Además, por la naturaleza de las relaciones ya existentes con los países de la región, este es un ámbito donde Mogherini puede demostrar su voluntad de llenar de significado su otra función, la de vicepresidenta de la Comisión Europea. Lo puede hacer coordinando de forma sistemática a los comisarios de comercio, vecindad, cooperación internacional, ayuda humanitaria y trabajando estrechamente con comisarios encargados de áreas como energía e inmigración. Esto debería traducirse tanto en respuestas rápidas a las distintas crisis que puedan sucederse durante su mandato como en el diseño de estrategias y políticas de larga duración. Antes de que termine el año 2014, Mogherini tiene tres oportunidades para hacer que el Mediterráneo vuelva a ser el escenario de una política exterior europea más ambiciosa y estratégica.
La primera será demostrando la voluntad europea de contribuir a la consolidación de la transición tunecina. Un proceso que se ha convertido en la última esperanza, con Túnez como una excepción de normalidad, inclusión y alternancia en relación al resto de países que protagonizaron la llamada «Primavera Árabe». Tras haber aprobado una Constitución de consenso y haber llevado a cabo con normalidad las elecciones legislativas del 26 de octubre, a las que seguirán las presidenciales del 23 de noviembre, Túnez necesitará el espaldarazo europeo para hacer frente a una situación económica preocupante y a un problema de inseguridad cada vez mayor.

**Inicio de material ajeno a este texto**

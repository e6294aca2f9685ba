use std::sync::{Arc, Mutex};
use stream_grab::yt::{ChannelEntry, ChannelListing, ChannelScraper};

#[derive(Clone, Default)]
pub struct MockChannelScraper {
    pub entries: Vec<ChannelEntry>,
    pub calls: Arc<Mutex<Vec<String>>>,
    pub fail_with: Option<String>,
}

impl MockChannelScraper {
    pub fn new(video_ids: &[&str]) -> Self {
        Self {
            entries: video_ids
                .iter()
                .map(|id| ChannelEntry::new(*id, format!("title of {id}")))
                .collect(),
            ..Default::default()
        }
    }

    pub fn failing(msg: &str) -> Self {
        Self {
            fail_with: Some(msg.to_string()),
            ..Default::default()
        }
    }
}

impl ChannelScraper for MockChannelScraper {
    async fn list_videos(&self, channel_url: &str) -> anyhow::Result<ChannelListing> {
        self.calls.lock().unwrap().push(channel_url.to_string());
        if let Some(ref msg) = self.fail_with {
            return Err(anyhow::anyhow!("{}", msg));
        }
        Ok(self.entries.iter().cloned().collect())
    }
}
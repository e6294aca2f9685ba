#[derive(Debug, thiserror::Error)]
pub enum Error {
    #[error("Parse error: {0}")]
    ParseError(&'static str),
    #[error("JSON error: {0}")]
    Json(#[from] serde_json::Error),
}
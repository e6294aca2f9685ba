//! # Stream Source
//!
//! This crate wraps the external tools used to pull media off YouTube:
//! `yt-dlp` resolves a watch URL into its title and available formats and
//! downloads a chosen format, while `ffmpeg` extracts the audio track from a
//! downloaded video.
//!
//! Both tools are reached through the [`VideoSource`] and [`AudioProcessor`]
//! traits so callers can swap them out in tests.

mod domain;
mod error;
mod source;

pub use domain::{StreamFormat, Video};
pub use error::SourceError;
pub use source::ffmpeg::Ffmpeg;
pub use source::ytdlp::YtDlp;
pub use source::{AudioProcessor, VideoSource};
use std::{
    collections::HashMap,
    fs::OpenOptions,
    io::{self, Write},
    path::{Path, PathBuf},
    sync::{
        atomic::{AtomicUsize, Ordering},
        Arc, Mutex,
    },
    time::Duration,
};
use stream_source::{SourceError, StreamFormat, Video, VideoSource};

use super::watch_url;

#[derive(Clone)]
pub enum MockVideo {
    Available { title: String },
    /// Resolves, but only offers a webm stream
    WebmOnly { title: String },
    Unavailable,
    /// Resolves, then gets pulled while downloading
    UnavailableOnDownload { title: String },
    Failing(String),
}

#[derive(Clone, Default)]
pub struct MockVideoSource {
    pub videos: HashMap<String, MockVideo>,
    pub download_delay: Duration,
    pub resolve_calls: Arc<Mutex<Vec<String>>>,
    pub download_calls: Arc<Mutex<Vec<PathBuf>>>,
    pub in_flight: Arc<AtomicUsize>,
    pub max_in_flight: Arc<AtomicUsize>,
}

impl MockVideoSource {
    pub fn with_video(mut self, url: &str, title: &str) -> Self {
        self.videos.insert(
            url.to_string(),
            MockVideo::Available {
                title: title.to_string(),
            },
        );
        self
    }

    pub fn with_webm_only(mut self, url: &str, title: &str) -> Self {
        self.videos.insert(
            url.to_string(),
            MockVideo::WebmOnly {
                title: title.to_string(),
            },
        );
        self
    }

    pub fn with_unavailable(mut self, url: &str) -> Self {
        self.videos.insert(url.to_string(), MockVideo::Unavailable);
        self
    }

    pub fn with_unavailable_on_download(mut self, url: &str, title: &str) -> Self {
        self.videos.insert(
            url.to_string(),
            MockVideo::UnavailableOnDownload {
                title: title.to_string(),
            },
        );
        self
    }

    pub fn with_failure(mut self, url: &str, msg: &str) -> Self {
        self.videos
            .insert(url.to_string(), MockVideo::Failing(msg.to_string()));
        self
    }

    pub fn with_download_delay(mut self, delay: Duration) -> Self {
        self.download_delay = delay;
        self
    }
}

fn stream(ext: &str) -> StreamFormat {
    StreamFormat {
        format_id: "22".to_string(),
        ext: ext.to_string(),
        width: Some(1280),
        height: Some(720),
        vcodec: Some("avc1.64001F".to_string()),
        acodec: Some("mp4a.40.2".to_string()),
        tbr: Some(1200.0),
    }
}

impl VideoSource for MockVideoSource {
    fn resolve(&self, url: &str) -> Result<Video, SourceError> {
        self.resolve_calls.lock().unwrap().push(url.to_string());

        let (title, ext) = match self.videos.get(url) {
            Some(MockVideo::Available { title }) => (title.clone(), "mp4"),
            Some(MockVideo::WebmOnly { title }) => (title.clone(), "webm"),
            Some(MockVideo::UnavailableOnDownload { title }) => (title.clone(), "mp4"),
            Some(MockVideo::Unavailable) => {
                return Err(SourceError::Unavailable {
                    reason: format!("{url}: Video unavailable"),
                })
            }
            Some(MockVideo::Failing(msg)) => return Err(SourceError::Io(io::Error::other(msg.clone()))),
            None => return Err(SourceError::Io(io::Error::other(format!("unknown url {url}")))),
        };

        Ok(Video {
            id: url.rsplit('=').next().unwrap_or(url).to_string(),
            title,
            formats: vec![stream(ext)],
        })
    }

    fn download(
        &self,
        video: &Video,
        _stream: &StreamFormat,
        dest: &Path,
    ) -> Result<(), SourceError> {
        let pulled = matches!(
            self.videos.get(&watch_url(&video.id)),
            Some(MockVideo::UnavailableOnDownload { .. })
        );
        if pulled {
            self.download_calls.lock().unwrap().push(dest.to_path_buf());
            return Err(SourceError::Unavailable {
                reason: "This video has been removed by the uploader".to_string(),
            });
        }

        let running = self.in_flight.fetch_add(1, Ordering::SeqCst) + 1;
        self.max_in_flight.fetch_max(running, Ordering::SeqCst);

        std::thread::sleep(self.download_delay);
        self.download_calls.lock().unwrap().push(dest.to_path_buf());

        // create_new: writing over an existing file is a naming bug
        let result = OpenOptions::new()
            .write(true)
            .create_new(true)
            .open(dest)
            .and_then(|mut file| file.write_all(b"video-bytes"));

        self.in_flight.fetch_sub(1, Ordering::SeqCst);
        result.map_err(SourceError::from)
    }
}
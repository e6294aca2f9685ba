use std::{
    fs::OpenOptions,
    io::{self, Write},
    path::{Path, PathBuf},
    sync::{Arc, Mutex},
};
use stream_source::{AudioProcessor, SourceError};

#[derive(Clone, Default)]
pub struct MockAudioProcessor {
    pub calls: Arc<Mutex<Vec<(PathBuf, PathBuf)>>>,
    pub fail_with: Option<String>,
}

impl MockAudioProcessor {
    pub fn failing(msg: &str) -> Self {
        Self {
            fail_with: Some(msg.to_string()),
            ..Default::default()
        }
    }
}

impl AudioProcessor for MockAudioProcessor {
    fn extract_audio(&self, src: &Path, dest: &Path) -> Result<(), SourceError> {
        self.calls
            .lock()
            .unwrap()
            .push((src.to_path_buf(), dest.to_path_buf()));

        if let Some(ref msg) = self.fail_with {
            return Err(SourceError::Io(io::Error::other(msg.clone())));
        }
        if !src.exists() {
            return Err(SourceError::MissingOutput(src.to_path_buf()));
        }

        OpenOptions::new()
            .write(true)
            .create_new(true)
            .open(dest)
            .and_then(|mut file| file.write_all(b"audio-bytes"))?;
        Ok(())
    }
}
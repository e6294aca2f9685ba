use std::path::PathBuf;

use anyhow::Context;
use clap::{CommandFactory, Parser};
use stream_grab::{
    tracing::init_tracing_subscriber, yt::scraper::Scraper, DownloadOrchestratorBuilder,
    FetchOutcome, ItemReport, Mode,
};
use stream_source::{Ffmpeg, YtDlp};

#[derive(Parser)]
#[command(
    name = "stream-grab",
    about = "Download YouTube videos or whole channels, optionally as mp3"
)]
struct Cli {
    /// URL of the YouTube video to download
    #[arg(short, long, conflicts_with = "channel")]
    url: Option<String>,

    /// URL of the YouTube channel to download
    #[arg(short, long)]
    channel: Option<String>,

    /// Download mode
    #[arg(short, long, value_enum, default_value_t = Mode::Video)]
    mode: Mode,

    /// Path to save the video/channel in
    #[arg(short, long, default_value = ".")]
    path: PathBuf,

    /// Maximum concurrent downloads, 0 for no limit
    #[arg(short, long, env = "STREAM_GRAB_JOBS", default_value = "4")]
    jobs: usize,

    /// Keep downloading the rest of a channel when an item fails
    #[arg(long)]
    keep_going: bool,

    /// Path to the yt-dlp executable
    #[arg(long = "yt-dlp", env = "YTDLP_PATH")]
    ytdlp_path: Option<PathBuf>,

    /// Path to the ffmpeg executable
    #[arg(long = "ffmpeg", env = "FFMPEG_PATH")]
    ffmpeg_path: Option<PathBuf>,

    /// Path to yt-dlp cookies file
    #[arg(long, env = "YTDLP_COOKIES_PATH")]
    cookies_path: Option<PathBuf>,
}

enum Target {
    Video(String),
    Channel(String),
}

impl Cli {
    fn target(&self) -> Option<Target> {
        match (&self.url, &self.channel) {
            (Some(url), _) => Some(Target::Video(url.clone())),
            (None, Some(channel)) => Some(Target::Channel(channel.clone())),
            (None, None) => None,
        }
    }
}

fn log_channel_summary(outcomes: &[&FetchOutcome]) {
    let skipped = outcomes.iter().filter(|o| o.is_skipped()).count();
    tracing::info!(
        saved = outcomes.len() - skipped,
        skipped,
        "Channel download complete"
    );
}

fn check_reports(reports: &[ItemReport]) -> anyhow::Result<()> {
    let outcomes = reports
        .iter()
        .filter_map(|r| r.result.as_ref().ok())
        .collect::<Vec<_>>();
    log_channel_summary(&outcomes);

    let failed = reports.len() - outcomes.len();
    if failed > 0 {
        for report in reports.iter().filter(|r| r.result.is_err()) {
            tracing::error!(url = %report.url, "Not downloaded");
        }
        anyhow::bail!("{failed} of {} downloads failed", reports.len());
    }
    Ok(())
}

#[tokio::main(flavor = "current_thread")]
async fn main() -> anyhow::Result<()> {
    let _ = dotenvy::dotenv();

    let cli = Cli::parse();
    init_tracing_subscriber()?;

    let Some(target) = cli.target() else {
        Cli::command().print_help()?;
        eprintln!("\nPlease provide either a video or channel URL.");
        std::process::exit(1);
    };

    std::fs::create_dir_all(&cli.path)
        .with_context(|| format!("Failed to create output directory {}", cli.path.display()))?;

    let mut yt_dlp = YtDlp::new(cli.ytdlp_path)?;
    if let Some(cookies_path) = cli.cookies_path {
        yt_dlp = yt_dlp.with_cookies(cookies_path);
    }

    // only audio mode ever runs ffmpeg
    let ffmpeg = match cli.mode {
        Mode::Audio => Ffmpeg::new(cli.ffmpeg_path)?,
        Mode::Video => Ffmpeg::unchecked(cli.ffmpeg_path),
    };

    let orchestrator = DownloadOrchestratorBuilder::new(&cli.path)
        .video_source(yt_dlp)
        .audio_processor(ffmpeg)
        .channel_scraper(Scraper::default())
        .mode(cli.mode)
        .max_concurrent_downloads(cli.jobs)
        .build();

    match target {
        Target::Video(url) => {
            orchestrator.download_video(&url).await?;
        }
        Target::Channel(channel) if cli.keep_going => {
            let reports = orchestrator.download_channel_settled(&channel).await?;
            check_reports(&reports)?;
        }
        Target::Channel(channel) => {
            let outcomes = orchestrator.download_channel(&channel).await?;
            log_channel_summary(&outcomes.iter().collect::<Vec<_>>());
        }
    }

    Ok(())
}
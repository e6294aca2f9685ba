use std::{
    io::ErrorKind,
    path::{Path, PathBuf},
    process::{Command, Stdio},
};

use crate::{source::AudioProcessor, SourceError};

#[derive(Debug, Clone)]
pub struct Ffmpeg {
    binary: PathBuf,
}

impl Ffmpeg {
    const PROGRAM: &str = "ffmpeg";

    /// Locates ffmpeg, either at `binary` or on `PATH`
    pub fn new(binary: Option<PathBuf>) -> Result<Self, SourceError> {
        let binary = which::which(binary.unwrap_or_else(|| PathBuf::from(Self::PROGRAM)))
            .map_err(|_| SourceError::BinaryNotFound(Self::PROGRAM))?;
        tracing::debug!(binary = %binary.display(), "Using ffmpeg");

        Ok(Ffmpeg { binary })
    }

    /// Defers locating ffmpeg until audio is first extracted
    pub fn unchecked(binary: Option<PathBuf>) -> Self {
        Ffmpeg {
            binary: binary.unwrap_or_else(|| PathBuf::from(Self::PROGRAM)),
        }
    }
}

impl AudioProcessor for Ffmpeg {
    #[tracing::instrument(skip(self))]
    fn extract_audio(&self, src: &Path, dest: &Path) -> Result<(), SourceError> {
        // -n: never overwrite, a clash is a bug in the caller's naming
        let output = Command::new(&self.binary)
            .args(["-nostdin", "-hide_banner", "-loglevel", "error", "-n", "-i"])
            .arg(src)
            .args(["-vn", "-codec:a", "libmp3lame", "-q:a", "2"])
            .arg(dest)
            .stdin(Stdio::null())
            .stdout(Stdio::null())
            .stderr(Stdio::piped())
            .output()
            .map_err(|e| match e.kind() {
                ErrorKind::NotFound => SourceError::BinaryNotFound(Self::PROGRAM),
                _ => SourceError::Io(e),
            })?;

        if !output.status.success() {
            return Err(SourceError::Process {
                program: Self::PROGRAM,
                status: output.status,
                stderr: String::from_utf8_lossy(&output.stderr).trim().to_string(),
            });
        }

        if !dest.exists() {
            return Err(SourceError::MissingOutput(dest.to_path_buf()));
        }
        Ok(())
    }
}
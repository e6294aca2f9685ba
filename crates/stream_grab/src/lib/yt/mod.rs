pub mod scraper;

use std::{future::Future, ops::Deref};

use itertools::Itertools;

pub trait ChannelScraper {
    /// Enumerates every video on the channel at `channel_url`
    fn list_videos(&self, channel_url: &str) -> impl Future<Output = anyhow::Result<ChannelListing>>;
}

#[derive(Debug, Clone, PartialEq, Eq)]
pub struct ChannelEntry {
    pub video_id: String,
    pub title: String,
}

impl ChannelEntry {
    const WATCH_URL: &str = "https://www.youtube.com/watch";

    pub fn new(video_id: impl Into<String>, title: impl Into<String>) -> Self {
        ChannelEntry {
            video_id: video_id.into(),
            title: title.into(),
        }
    }

    pub fn watch_url(&self) -> String {
        format!("{}?v={}", Self::WATCH_URL, self.video_id)
    }
}

/// The videos of one channel, in page order with duplicates removed
#[derive(Debug, Clone, Default, PartialEq, Eq)]
pub struct ChannelListing(Vec<ChannelEntry>);

impl ChannelListing {
    pub fn urls(&self) -> Vec<String> {
        self.0.iter().map(ChannelEntry::watch_url).collect()
    }
}

impl Deref for ChannelListing {
    type Target = [ChannelEntry];

    fn deref(&self) -> &Self::Target {
        &self.0
    }
}

impl FromIterator<ChannelEntry> for ChannelListing {
    fn from_iter<I: IntoIterator<Item = ChannelEntry>>(iter: I) -> Self {
        // pinned videos show up again further down the grid
        ChannelListing(
            iter.into_iter()
                .unique_by(|entry| entry.video_id.clone())
                .collect(),
        )
    }
}
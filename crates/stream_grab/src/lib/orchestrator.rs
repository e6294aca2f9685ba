pub mod builder;

use std::{path::PathBuf, sync::Arc};

use anyhow::Context;
use stream_source::{AudioProcessor, VideoSource};
use tokio::{sync::Semaphore, task::JoinHandle};
use tracing::Instrument;

use crate::{
    yt::{ChannelListing, ChannelScraper},
    DownloadRequest, FetchOutcome, Fetcher, Mode,
};

type FetchHandle = JoinHandle<anyhow::Result<FetchOutcome>>;

/// Outcome of one item of a channel download that was allowed to fail on its own
#[derive(Debug)]
pub struct ItemReport {
    pub url: String,
    pub result: anyhow::Result<FetchOutcome>,
}

/// Drives downloads of single videos or whole channels.
///
/// Orchestration runs on the async runtime, while each fetch is handed to its
/// own blocking worker. The number of workers running at once is capped by
/// `max_concurrent_downloads`, where `0` means no cap.
pub struct DownloadOrchestrator<S, A, C>
where
    S: VideoSource + Send + Sync + 'static,
    A: AudioProcessor + Send + Sync + 'static,
    C: ChannelScraper,
{
    output_dir: PathBuf,
    mode: Mode,
    fetcher: Arc<Fetcher<S, A>>,
    channel_scraper: C,
    limiter: Option<Arc<Semaphore>>,
}

impl<S, A, C> DownloadOrchestrator<S, A, C>
where
    S: VideoSource + Send + Sync + 'static,
    A: AudioProcessor + Send + Sync + 'static,
    C: ChannelScraper,
{
    pub fn new(
        output_dir: impl Into<PathBuf>,
        mode: Mode,
        fetcher: Fetcher<S, A>,
        channel_scraper: C,
        max_concurrent_downloads: usize,
    ) -> Self {
        let limiter =
            (max_concurrent_downloads > 0).then(|| Arc::new(Semaphore::new(max_concurrent_downloads)));

        DownloadOrchestrator {
            output_dir: output_dir.into(),
            mode,
            fetcher: Arc::new(fetcher),
            channel_scraper,
            limiter,
        }
    }

    fn request(&self, url: &str) -> DownloadRequest {
        DownloadRequest::new(url, self.mode, &self.output_dir)
    }

    /// Starts a detached task that waits for a free slot, then runs the fetch
    /// on a blocking worker. The slot stays taken until the worker returns.
    ///
    /// Dropping the handle does not cancel the task, so items still queued on
    /// the limiter get downloaded even after a sibling has failed.
    fn spawn_fetch(&self, request: DownloadRequest) -> FetchHandle {
        let fetcher = Arc::clone(&self.fetcher);
        let limiter = self.limiter.clone();

        let fetch = async move {
            let permit = match limiter {
                Some(limiter) => Some(limiter.acquire_owned().await?),
                None => None,
            };

            let outcome = tokio::task::spawn_blocking(move || {
                let _permit = permit;
                fetcher.fetch(&request)
            })
            .await
            .context("Download worker panicked")??;

            Ok::<_, anyhow::Error>(outcome)
        };

        tokio::spawn(fetch.in_current_span())
    }

    /// Spawns one fetch per url up front, in listing order
    fn spawn_all(&self, urls: Vec<String>) -> Vec<(String, FetchHandle)> {
        urls.into_iter()
            .map(|url| {
                let handle = self.spawn_fetch(self.request(&url));
                (url, handle)
            })
            .collect()
    }

    /// Downloads a single video
    #[tracing::instrument(skip(self))]
    pub async fn download_video(&self, url: &str) -> anyhow::Result<FetchOutcome> {
        join_fetch(self.spawn_fetch(self.request(url))).await
    }

    async fn list_channel(&self, channel_url: &str) -> anyhow::Result<ChannelListing> {
        let listing = self
            .channel_scraper
            .list_videos(channel_url)
            .await
            .inspect_err(|e| tracing::error!(error = ?e, "Failed to list channel videos"))
            .context("Failed to list channel videos")?;

        tracing::info!(count = listing.len(), "Processing channel videos");
        Ok(listing)
    }

    /// Downloads every video of a channel concurrently.
    ///
    /// Resolves once all downloads are done, with outcomes in listing order.
    /// The first failure that is not a skip fails the whole call. Every other
    /// download, running or still queued, carries on in the background and
    /// whatever it writes stays on disk.
    #[tracing::instrument(skip(self))]
    pub async fn download_channel(&self, channel_url: &str) -> anyhow::Result<Vec<FetchOutcome>> {
        let listing = self.list_channel(channel_url).await?;

        let tasks = self
            .spawn_all(listing.urls())
            .into_iter()
            .map(|(_, handle)| join_fetch(handle));

        futures::future::try_join_all(tasks).await
    }

    /// Like [`download_channel`](Self::download_channel), but a failing item
    /// only fails its own report. Errors only if the channel cannot be listed.
    #[tracing::instrument(skip(self))]
    pub async fn download_channel_settled(
        &self,
        channel_url: &str,
    ) -> anyhow::Result<Vec<ItemReport>> {
        let listing = self.list_channel(channel_url).await?;

        let tasks = self
            .spawn_all(listing.urls())
            .into_iter()
            .map(|(url, handle)| async move {
                let result = join_fetch(handle)
                    .await
                    .inspect_err(|e| tracing::error!(error = ?e, %url, "Download failed"));
                ItemReport { url, result }
            });

        Ok(futures::future::join_all(tasks).await)
    }
}

async fn join_fetch(handle: FetchHandle) -> anyhow::Result<FetchOutcome> {
    handle.await.context("Download task panicked")?
}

Como insiste Francis Ghilès, eso pasa por hacer coincidir discursos y recursos. De la misma manera que el éxito de la transición tunecina debería ser un objetivo estratégico para la UE, otros actores (desde regímenes autoritarios a grupos terroristas) pueden estar interesados en todo lo contrario. Mogherini no debe perder la oportunidad de estar al lado de las autoridades tunecinas en este momento decisivo y trabajar con el resto de comisarios y con los estados miembros para responder eficazmente a las necesidades del país. Tanto los tunecinos como el resto de actores de la región deberían poder constatar que apostar por la inclusión y el diálogo da resultados.
La segunda pasará por federar voluntades con el objetivo de evitar el colapso total de Libia. El clima de violencia, la implosión política e institucional y las condiciones económicas se han deteriorado de forma preocupante en los últimos meses. Aunque la responsabilidad de todo ello (y también de su reconducción) está, sobre todo, en manos de los propios libios, las acciones de los países vecinos y del resto de actores internacionales con influencia e intereses en este país pueden decantar la balanza, proporcionando incentivos bien para el acuerdo o bien para la confrontación. Como advierten Frederic Wehrey i Wolfang Lacher, muchos actores pueden tener la tentación (o la intención) de apostar por uno de los bandos. Antes de final de año debería celebrarse en Madrid la segunda reunión de los países vecinos de Libia. La UE no puede aspirar a que sean estos países quienes resuelvan el conflicto libio pero sí que debe escuchar sus legítimas preocupaciones, recordar que la UE también es un vecino de Libia y presionarles para que no empeoren las cosas. A corto plazo el objetivo no puede ser encarrilar una transición democrática y el cese de las hostilidades, sino evitar la escalada del conflicto, contener los riesgos de seguridad e iniciar un proceso de diálogo entre los principales actores libios para revertir la tendencia actual. Para conseguirlo, Mogherini necesitará un apoyo total de los principales países europeos, encontrar aliados entre los actores regionales y emplazar cualquier acuerdo en el marco de Naciones Unidas.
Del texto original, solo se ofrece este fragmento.